Our goal at Info Rhino is to keep our websites as open to content and data update as possible. We seek to reduce external dependencies, and focus on content optimisation strategies. At the same time, control over who provides content is vital, but we reduce the burden of centrally managing this. This permits individuals not skilled in website design to update information on your website.
This article details some of our approaches used in improving data driven websites. Some may be obvious, some will be explored in other articles.
How we have made our development experience in ASP.Net Core far more effective, and improved the quality of our applications.
When we try to do things the way industry practice says to, often we end up with a continual need to add new endpoints per requirement, which can result in rebuilding and redeploying the application. Whilst good for Domain Driven Design and Restful design needs this, consider building dynamic/generic get methods.
ASP.Net Core has magnificent caching capabilities, and yet most developers stick to using Entity Framework. Why? We have gone as far as to cache our reports, certain view component content, and references to articles outside of a database. We suspect we can use a distributed cache across multiple servers if required.
Most ASP.Net developers fire up Entity Framework, start building a database counter to good Entity Relational Modelling design, and stick their dbContext with Linq inside their fat controllers.
We use Dapper - a great ORM which can return multiple datasets per query. This is perfect for delivering data in json data objects to clients through an API, resulting in less round trips to the database server.
You will note we use caching too.
One of the biggest temptations is to stick lots of pages in menus driven off of a database table. This can result in information overload, and force the user to try and remember what is in each menu. Worse - web crawlers are going to struggle with indexing continually changing navigation. Any Data Driven pages (endpoints) should be the receiver of arguments to display context specific content and reports.
Never ending menus and mysterious content on hover is known as "Mystery Meat" - you don't know what you are getting.
You may notice there are no menus in our page menu bar, and you may ask why? Our Web Data Platform (WDP) contains the ability to have menu items, so why have we decided against it? We see it that users who regularly access features benefit from menu access. When we expect regular footfall to a website, who aren't as certain as to what they are looking for, users don't want to be constantly be hovering over menus trying to guess what a page contains.
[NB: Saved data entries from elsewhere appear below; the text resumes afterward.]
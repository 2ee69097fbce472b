//! port_week — one synthetic week at a small container terminal.
//!
//! Two vessel calls, a daily rail shuttle, day/night gate staffing and a
//! planned maintenance outage feed the steering engine, which publishes
//! hourly appointment slots and writes the full series to CSV.  Swap the
//! embedded plans for real terminal-OS exports to run against live data.

use std::path::Path;
use std::time::Instant;

use anyhow::Result;

use yg_alloc::{ClassCaps, SlotPolicy};
use yg_core::{Horizon, HourStamp, MoveClass, YardBand};
use yg_engine::{
    compare_vessel_progress, compute_hour_windows, ActualFlow, ActualFlows, SteerConfig,
    VesselWorkWindow,
};
use yg_output::{CsvWriter, ProgressRow, WindowRow, WindowWriter};
use yg_plan::{CapsPlan, OpsCaps, RailPlan, RailPlans, VesselPlan, VesselPlans};

// ── Constants ─────────────────────────────────────────────────────────────────

const SIM_DAYS:          i64 = 7;
const START_UNIX_SECS:   i64 = 1_700_000_000; // fixed reference Monday 00:00 UTC
const INITIAL_YARD_TEU:  i64 = 600;
const AVG_TEU_PER_TRUCK: f64 = 1.5;
const RESERVE_RHO:       f64 = 0.1;

// Day shift 06:00–21:59, night shift the rest.
const DAY_GATE_TRUCKS:   u32 = 100;
const DAY_YARD_MOVES:    u32 = 300;
const NIGHT_GATE_TRUCKS: u32 = 40;
const NIGHT_YARD_MOVES:  u32 = 120;

// ── Slot policy ───────────────────────────────────────────────────────────────

/// Terminal commercial policy: imports get priority weight, and the reefer
/// stack limits how many loaded export drops the yard can take per hour.
struct TerminalPolicy;

impl SlotPolicy for TerminalPolicy {
    fn class_caps(&self, _hour: HourStamp) -> ClassCaps {
        ClassCaps::unbounded().with_cap(MoveClass::ExportDrop, 40)
    }

    fn class_weight(&self, class: MoveClass) -> u32 {
        match class {
            MoveClass::ImportPickup => 2,
            _ => 1,
        }
    }
}

// ── Plan construction ─────────────────────────────────────────────────────────

fn at(start: HourStamp, day: i64, hour_of_day: i64) -> HourStamp {
    start.offset(day * 24 + hour_of_day)
}

/// Two calls: MSC AURORA works Tuesday, discharge-heavy; EVER FORWARD works
/// Friday, load-heavy.
fn vessel_plans(start: HourStamp) -> VesselPlans {
    let mut plans = VesselPlans::default();

    for h in 0..10 {
        let hour = at(start, 1, 8 + h);
        plans.insert(hour, VesselPlan {
            hour,
            discharge_teu: 120,
            load_teu:      60,
            vessels:       vec!["MSC AURORA".into()],
        });
    }
    for h in 0..12 {
        let hour = at(start, 4, 6 + h);
        plans.insert(hour, VesselPlan {
            hour,
            discharge_teu: 50,
            load_teu:      110,
            vessels:       vec!["EVER FORWARD".into()],
        });
    }
    plans
}

/// One inbound shuttle every morning, one outbound every evening.
fn rail_plans(start: HourStamp) -> RailPlans {
    let mut plans = RailPlans::default();
    for day in 0..SIM_DAYS {
        let morning = at(start, day, 6);
        plans.insert(morning, RailPlan {
            hour:    morning,
            in_teu:  80,
            out_teu: 0,
            trains:  vec![format!("SHUTTLE-IN-{day}")],
        });
        let evening = at(start, day, 18);
        plans.insert(evening, RailPlan {
            hour:    evening,
            in_teu:  0,
            out_teu: 60,
            trains:  vec![format!("SHUTTLE-OUT-{day}")],
        });
    }
    plans
}

/// Day/night staffing, with a crane maintenance outage Thursday 02:00–04:59
/// left out entirely (no caps entry ⇒ no slots published).
fn caps_plan(start: HourStamp) -> CapsPlan {
    let mut caps = CapsPlan::default();
    for day in 0..SIM_DAYS {
        for hour_of_day in 0..24 {
            if day == 3 && (2..5).contains(&hour_of_day) {
                continue;
            }
            let hour = at(start, day, hour_of_day);
            let day_shift = (6..22).contains(&hour_of_day);
            caps.insert(hour, OpsCaps {
                hour,
                gate_trucks_per_hour: if day_shift { DAY_GATE_TRUCKS } else { NIGHT_GATE_TRUCKS },
                yard_moves_per_hour:  if day_shift { DAY_YARD_MOVES } else { NIGHT_YARD_MOVES },
            });
        }
    }
    caps
}

/// Recorded AURORA exchange running ~20% behind the nominal rate.
fn aurora_actuals(start: HourStamp) -> ActualFlows {
    (0..10)
        .map(|h| {
            (at(start, 1, 8 + h), ActualFlow { in_teu: 96, out_teu: 48 })
        })
        .collect()
}

// ── main ──────────────────────────────────────────────────────────────────────

fn main() -> Result<()> {
    println!("=== port_week — yardgate steering engine ===");
    println!("Days: {SIM_DAYS}  |  Avg TEU/truck: {AVG_TEU_PER_TRUCK}  |  Reserve: {RESERVE_RHO}");
    println!();

    let start = HourStamp::from_unix_secs(START_UNIX_SECS);
    let horizon = Horizon::new(start, start.offset(SIM_DAYS * 24 - 1));

    // 1. Build the week's plans.
    let vessels = vessel_plans(start);
    let rails = rail_plans(start);
    let caps = caps_plan(start);
    println!(
        "Plans: {} vessel hours, {} rail hours, {} capacity hours (of {})",
        vessels.len(),
        rails.len(),
        caps.len(),
        horizon.len()
    );

    // 2. Steering configuration.
    let config = SteerConfig {
        initial_yard_teu:  INITIAL_YARD_TEU,
        band:              YardBand::new(0, 1_000, 2_000),
        avg_teu_per_truck: AVG_TEU_PER_TRUCK,
        reserve_rho:       RESERVE_RHO,
    };
    println!("Yard band: {}  |  Initial yard: {INITIAL_YARD_TEU} TEU", config.band);
    println!();

    // 3. Run.
    let t0 = Instant::now();
    let windows = compute_hour_windows(horizon, config, &vessels, &rails, &caps, &TerminalPolicy)?;
    let elapsed = t0.elapsed();

    // 4. Vessel progress diagnostic for the AURORA call.
    let aurora_window = VesselWorkWindow {
        vessel:     "MSC AURORA".into(),
        start_work: Some(at(start, 1, 8)),
        end_work:   Some(at(start, 1, 17)),
    };
    let progress = compare_vessel_progress(
        &aurora_window,
        &vessels,
        &aurora_actuals(start),
        120.0,
        60.0,
    );

    // 5. Write everything out.
    std::fs::create_dir_all("output/port_week")?;
    let mut writer = CsvWriter::new(Path::new("output/port_week"))?;
    let window_rows: Vec<WindowRow> = windows.iter().map(WindowRow::from).collect();
    writer.write_windows(&window_rows)?;
    let progress_rows: Vec<ProgressRow> = progress
        .iter()
        .map(|p| ProgressRow::new(&aurora_window.vessel, p))
        .collect();
    writer.write_progress(&progress_rows)?;
    writer.finish()?;

    // 6. Summary.
    println!("Computed {} hour windows in {:.3} ms", windows.len(), elapsed.as_secs_f64() * 1e3);
    println!("  hour_windows.csv    : {} rows", window_rows.len());
    println!("  vessel_progress.csv : {} rows", progress_rows.len());
    println!();

    let published: u64 = windows.iter().map(|w| u64::from(w.total_slots)).sum();
    let dark_hours = windows.iter().filter(|w| w.total_slots == 0).count();
    let final_yard = windows.last().map_or(INITIAL_YARD_TEU, |w| w.yard_teu_projection);
    println!("Slots published this week : {published}");
    println!("Hours with no publication : {dark_hours}");
    println!("Final yard inventory      : {final_yard} TEU (target {})", config.band.target_teu);
    if let Some(p) = progress.last() {
        println!("AURORA end-of-call gap    : {} TEU vs plan", p.difference);
    }
    println!();

    // 7. Tuesday in detail: the AURORA working day.
    println!(
        "{:<6} {:<6} {:<5} {:<5} {:<7} {:<9} {:<9}",
        "Hour", "Total", "In", "Out", "Yard", "NoGate", "Vessel±"
    );
    println!("{}", "-".repeat(52));
    for w in windows.iter().skip(24).take(24) {
        println!(
            "{:<6} {:<6} {:<5} {:<5} {:<7} {:<9} {:<9}",
            (w.hour - start) % 24,
            w.total_slots,
            w.slots_in,
            w.slots_out,
            w.yard_teu_projection,
            w.yard_teu_no_gate,
            w.vessel_discharge_teu - w.vessel_load_teu,
        );
    }

    Ok(())
}
//! Error types for yg-plan.

use thiserror::Error;

/// Errors that can occur while loading plan data.
#[derive(Debug, Error)]
pub enum PlanError {
    #[error("I/O error: {0}")]
    Io(#[from] std::io::Error),

    #[error("CSV error: {0}")]
    Csv(#[from] csv::Error),

    #[error("parse error: {0}")]
    Parse(String),
}

/// Alias for `Result<T, PlanError>`.
pub type PlanResult<T> = Result<T, PlanError>;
So we have extra landing pages with static menus (cells with links) within them. Our objective is to see if these pages themselves are found directly by web searches.
A quick example;
Child pages;
Landing page contains the above text, with links and extra content.
Is it possible that web searches including,
Database Website Content Development will get hit?
We put a huge amount of development hours into thinking through problems as in this article. Completely rethinking our approach. This translates into saved development hours and cheaper website implementation for clients. We are looking at increasing ways to work with partners to improve delivery to clients.